**REQUIRED WORK:**
Set down all the lines below, each one exactly as shown.

Excerpts from a dataset
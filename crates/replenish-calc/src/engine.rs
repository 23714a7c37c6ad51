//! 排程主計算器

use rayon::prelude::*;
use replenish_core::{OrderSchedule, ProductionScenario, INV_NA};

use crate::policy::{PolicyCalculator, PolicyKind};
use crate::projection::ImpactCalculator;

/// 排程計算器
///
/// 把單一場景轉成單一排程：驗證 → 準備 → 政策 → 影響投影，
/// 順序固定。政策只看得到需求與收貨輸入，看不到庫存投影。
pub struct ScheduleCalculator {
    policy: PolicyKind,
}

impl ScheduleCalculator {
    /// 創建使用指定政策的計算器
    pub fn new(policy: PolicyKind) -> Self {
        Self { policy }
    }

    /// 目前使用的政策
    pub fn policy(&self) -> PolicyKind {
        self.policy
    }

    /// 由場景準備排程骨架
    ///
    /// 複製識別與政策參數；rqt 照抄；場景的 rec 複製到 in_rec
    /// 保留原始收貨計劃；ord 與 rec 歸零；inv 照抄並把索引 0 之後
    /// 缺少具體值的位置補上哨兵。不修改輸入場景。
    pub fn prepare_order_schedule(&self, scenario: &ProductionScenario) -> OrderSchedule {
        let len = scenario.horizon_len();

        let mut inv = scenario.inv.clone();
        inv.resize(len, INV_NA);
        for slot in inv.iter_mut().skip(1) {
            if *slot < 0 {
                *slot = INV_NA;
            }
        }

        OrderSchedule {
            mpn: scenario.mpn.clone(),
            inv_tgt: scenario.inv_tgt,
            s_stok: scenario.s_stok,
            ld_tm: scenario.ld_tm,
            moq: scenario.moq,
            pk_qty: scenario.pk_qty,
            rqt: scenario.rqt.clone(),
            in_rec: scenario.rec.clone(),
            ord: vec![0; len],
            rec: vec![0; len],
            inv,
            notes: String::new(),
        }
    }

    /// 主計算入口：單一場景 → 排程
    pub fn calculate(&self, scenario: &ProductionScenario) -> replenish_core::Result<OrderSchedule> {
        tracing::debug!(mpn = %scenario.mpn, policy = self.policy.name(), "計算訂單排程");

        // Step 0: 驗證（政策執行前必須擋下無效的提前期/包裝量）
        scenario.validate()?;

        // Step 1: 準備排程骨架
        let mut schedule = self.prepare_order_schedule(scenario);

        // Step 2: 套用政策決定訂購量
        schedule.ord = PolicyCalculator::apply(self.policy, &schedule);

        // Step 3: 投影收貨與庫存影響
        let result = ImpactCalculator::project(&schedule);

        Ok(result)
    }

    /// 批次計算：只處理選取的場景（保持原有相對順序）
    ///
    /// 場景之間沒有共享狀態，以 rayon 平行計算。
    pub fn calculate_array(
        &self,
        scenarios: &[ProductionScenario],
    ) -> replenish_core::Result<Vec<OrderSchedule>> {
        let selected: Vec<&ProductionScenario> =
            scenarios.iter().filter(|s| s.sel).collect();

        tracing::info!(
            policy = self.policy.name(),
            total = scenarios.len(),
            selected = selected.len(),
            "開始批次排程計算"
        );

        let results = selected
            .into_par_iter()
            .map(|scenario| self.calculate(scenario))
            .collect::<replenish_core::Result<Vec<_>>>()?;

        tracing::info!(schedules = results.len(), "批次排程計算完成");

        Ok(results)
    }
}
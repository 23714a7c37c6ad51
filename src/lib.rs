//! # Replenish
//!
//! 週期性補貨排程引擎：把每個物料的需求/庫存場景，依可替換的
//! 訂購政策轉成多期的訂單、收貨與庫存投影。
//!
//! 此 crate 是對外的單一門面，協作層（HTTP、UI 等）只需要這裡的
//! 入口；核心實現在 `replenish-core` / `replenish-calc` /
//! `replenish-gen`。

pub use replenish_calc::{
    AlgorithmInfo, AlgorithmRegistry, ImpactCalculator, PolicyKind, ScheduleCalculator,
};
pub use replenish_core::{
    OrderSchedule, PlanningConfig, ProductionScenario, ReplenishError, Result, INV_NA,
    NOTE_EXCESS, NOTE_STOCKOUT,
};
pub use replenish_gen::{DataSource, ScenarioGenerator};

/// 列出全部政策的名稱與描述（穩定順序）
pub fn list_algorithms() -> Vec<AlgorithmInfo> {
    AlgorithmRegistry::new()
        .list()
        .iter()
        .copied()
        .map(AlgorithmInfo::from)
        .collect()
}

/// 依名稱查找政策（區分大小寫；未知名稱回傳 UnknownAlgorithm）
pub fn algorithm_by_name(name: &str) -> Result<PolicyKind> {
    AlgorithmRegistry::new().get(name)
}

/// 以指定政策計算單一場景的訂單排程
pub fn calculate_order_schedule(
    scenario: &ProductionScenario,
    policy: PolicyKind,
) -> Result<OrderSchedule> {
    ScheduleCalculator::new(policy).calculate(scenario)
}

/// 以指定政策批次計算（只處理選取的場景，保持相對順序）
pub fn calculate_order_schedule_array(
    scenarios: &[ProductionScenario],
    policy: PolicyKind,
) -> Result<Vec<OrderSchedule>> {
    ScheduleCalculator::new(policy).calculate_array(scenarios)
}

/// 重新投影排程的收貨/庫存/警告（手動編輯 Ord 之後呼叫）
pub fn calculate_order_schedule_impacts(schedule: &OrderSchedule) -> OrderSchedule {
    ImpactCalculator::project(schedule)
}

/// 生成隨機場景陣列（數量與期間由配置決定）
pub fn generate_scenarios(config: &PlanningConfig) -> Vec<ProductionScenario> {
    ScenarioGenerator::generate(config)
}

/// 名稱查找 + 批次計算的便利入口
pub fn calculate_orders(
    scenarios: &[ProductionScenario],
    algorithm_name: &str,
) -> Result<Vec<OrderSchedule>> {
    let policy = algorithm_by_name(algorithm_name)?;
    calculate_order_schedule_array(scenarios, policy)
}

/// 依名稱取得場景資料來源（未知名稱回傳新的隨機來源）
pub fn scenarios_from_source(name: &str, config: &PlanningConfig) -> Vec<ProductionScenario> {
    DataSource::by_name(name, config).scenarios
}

**TASK OUTPUT:**
filename crates/replenish-calc/src/engine.rs
repository 23714a7c37c6ad51
//! 排程主計算器

use rayon::prelude::*;
use replenish_core::{OrderSchedule, ProductionScenario, INV_NA};

use crate::policy::{PolicyCalculator, PolicyKind};
use crate::projection::ImpactCalculator;

/// 排程計算器
///
/// 把單一場景轉成單一排程：驗證 → 準備 → 政策 → 影響投影，
/// 順序固定。政策只看得到需求與收貨輸入，看不到庫存投影。
pub struct ScheduleCalculator {
    policy: PolicyKind,
}

impl ScheduleCalculator {
    /// 創建使用指定政策的計算器
    pub fn new(policy: PolicyKind) -> Self {
        Self { policy }
    }

    /// 目前使用的政策
    pub fn policy(&self) -> PolicyKind {
        self.policy
    }

    /// 由場景準備排程骨架
    ///
    /// 複製識別與政策參數；rqt 照抄；場景的 rec 複製到 in_rec
    /// 保留原始收貨計劃；ord 與 rec 歸零；inv 照抄並把索引 0 之後
    /// 缺少具體值的位置補上哨兵。不修改輸入場景。
    pub fn prepare_order_schedule(&self, scenario: &ProductionScenario) -> OrderSchedule {
        let len = scenario.horizon_len();

        let mut inv = scenario.inv.clone();
        inv.resize(len, INV_NA);
        for slot in inv.iter_mut().skip(1) {
            if *slot < 0 {
                *slot = INV_NA;
            }
        }

        OrderSchedule {
            mpn: scenario.mpn.clone(),
            inv_tgt: scenario.inv_tgt,
            s_stok: scenario.s_stok,
            ld_tm: scenario.ld_tm,
            moq: scenario.moq,
            pk_qty: scenario.pk_qty,
            rqt: scenario.rqt.clone(),
            in_rec: scenario.rec.clone(),
            ord: vec![0; len],
            rec: vec![0; len],
            inv,
            notes: String::new(),
        }
    }

    /// 主計算入口：單一場景 → 排程
    pub fn calculate(&self, scenario: &ProductionScenario) -> replenish_core::Result<OrderSchedule> {
        tracing::debug!(mpn = %scenario.mpn, policy = self.policy.name(), "計算訂單排程");

        // Step 0: 驗證（政策執行前必須擋下無效的提前期/包裝量）
        scenario.validate()?;

        // Step 1: 準備排程骨架
        let mut schedule = self.prepare_order_schedule(scenario);

        // Step 2: 套用政策決定訂購量
        schedule.ord = PolicyCalculator::apply(self.policy, &schedule);

        // Step 3: 投影收貨與庫存影響
        let result = ImpactCalculator::project(&schedule);

        Ok(result)
    }

    /// 批次計算：只處理選取的場景（保持原有相對順序）
    ///
    /// 場景之間沒有共享狀態，以 rayon 平行計算。
    pub fn calculate_array(
        &self,
        scenarios: &[ProductionScenario],
    ) -> replenish_core::Result<Vec<OrderSchedule>> {
        let selected: Vec<&ProductionScenario> =
            scenarios.iter().filter(|s| s.sel).collect();

        tracing::info!(
            policy = self.policy.name(),
            total = scenarios.len(),
            selected = selected.len(),
            "開始批次排程計算"
        );

        let results = selected
            .into_par_iter()
            .map(|scenario| self.calculate(scenario))
            .collect::<replenish_core::Result<Vec<_>>>()?;

        tracing::info!(schedules = results.len(), "批次排程計算完成");

        Ok(results)
    }
}
repository 23714a7c37c6ad51
filename src/lib.rs
//! # Replenish
//!
//! 週期性補貨排程引擎：把每個物料的需求/庫存場景，依可替換的
//! 訂購政策轉成多期的訂單、收貨與庫存投影。
//!
//! 此 crate 是對外的單一門面，協作層（HTTP、UI 等）只需要這裡的
//! 入口；核心實現在 `replenish-core` / `replenish-calc` /
//! `replenish-gen`。

pub use replenish_calc::{
    AlgorithmInfo, AlgorithmRegistry, ImpactCalculator, PolicyKind, ScheduleCalculator,
};
pub use replenish_core::{
    OrderSchedule, PlanningConfig, ProductionScenario, ReplenishError, Result, INV_NA,
    NOTE_EXCESS, NOTE_STOCKOUT,
};
pub use replenish_gen::{DataSource, ScenarioGenerator};

/// 列出全部政策的名稱與描述（穩定順序）
pub fn list_algorithms() -> Vec<AlgorithmInfo> {
    AlgorithmRegistry::new()
        .list()
        .iter()
        .copied()
        .map(AlgorithmInfo::from)
        .collect()
}

/// 依名稱查找政策（區分大小寫；未知名稱回傳 UnknownAlgorithm）
pub fn algorithm_by_name(name: &str) -> Result<PolicyKind> {
    AlgorithmRegistry::new().get(name)
}

/// 以指定政策計算單一場景的訂單排程
pub fn calculate_order_schedule(
    scenario: &ProductionScenario,
    policy: PolicyKind,
) -> Result<OrderSchedule> {
    ScheduleCalculator::new(policy).calculate(scenario)
}

/// 以指定政策批次計算（只處理選取的場景，保持相對順序）
pub fn calculate_order_schedule_array(
    scenarios: &[ProductionScenario],
    policy: PolicyKind,
) -> Result<Vec<OrderSchedule>> {
    ScheduleCalculator::new(policy).calculate_array(scenarios)
}

/// 重新投影排程的收貨/庫存/警告（手動編輯 Ord 之後呼叫）
pub fn calculate_order_schedule_impacts(schedule: &OrderSchedule) -> OrderSchedule {
    ImpactCalculator::project(schedule)
}

/// 生成隨機場景陣列（數量與期間由配置決定）
pub fn generate_scenarios(config: &PlanningConfig) -> Vec<ProductionScenario> {
    ScenarioGenerator::generate(config)
}

/// 名稱查找 + 批次計算的便利入口
pub fn calculate_orders(
    scenarios: &[ProductionScenario],
    algorithm_name: &str,
) -> Result<Vec<OrderSchedule>> {
    let policy = algorithm_by_name(algorithm_name)?;
    calculate_order_schedule_array(scenarios, policy)
}

/// 依名稱取得場景資料來源（未知名稱回傳新的隨機來源）
pub fn scenarios_from_source(name: &str, config: &PlanningConfig) -> Vec<ProductionScenario> {
    DataSource::by_name(name, config).scenarios
}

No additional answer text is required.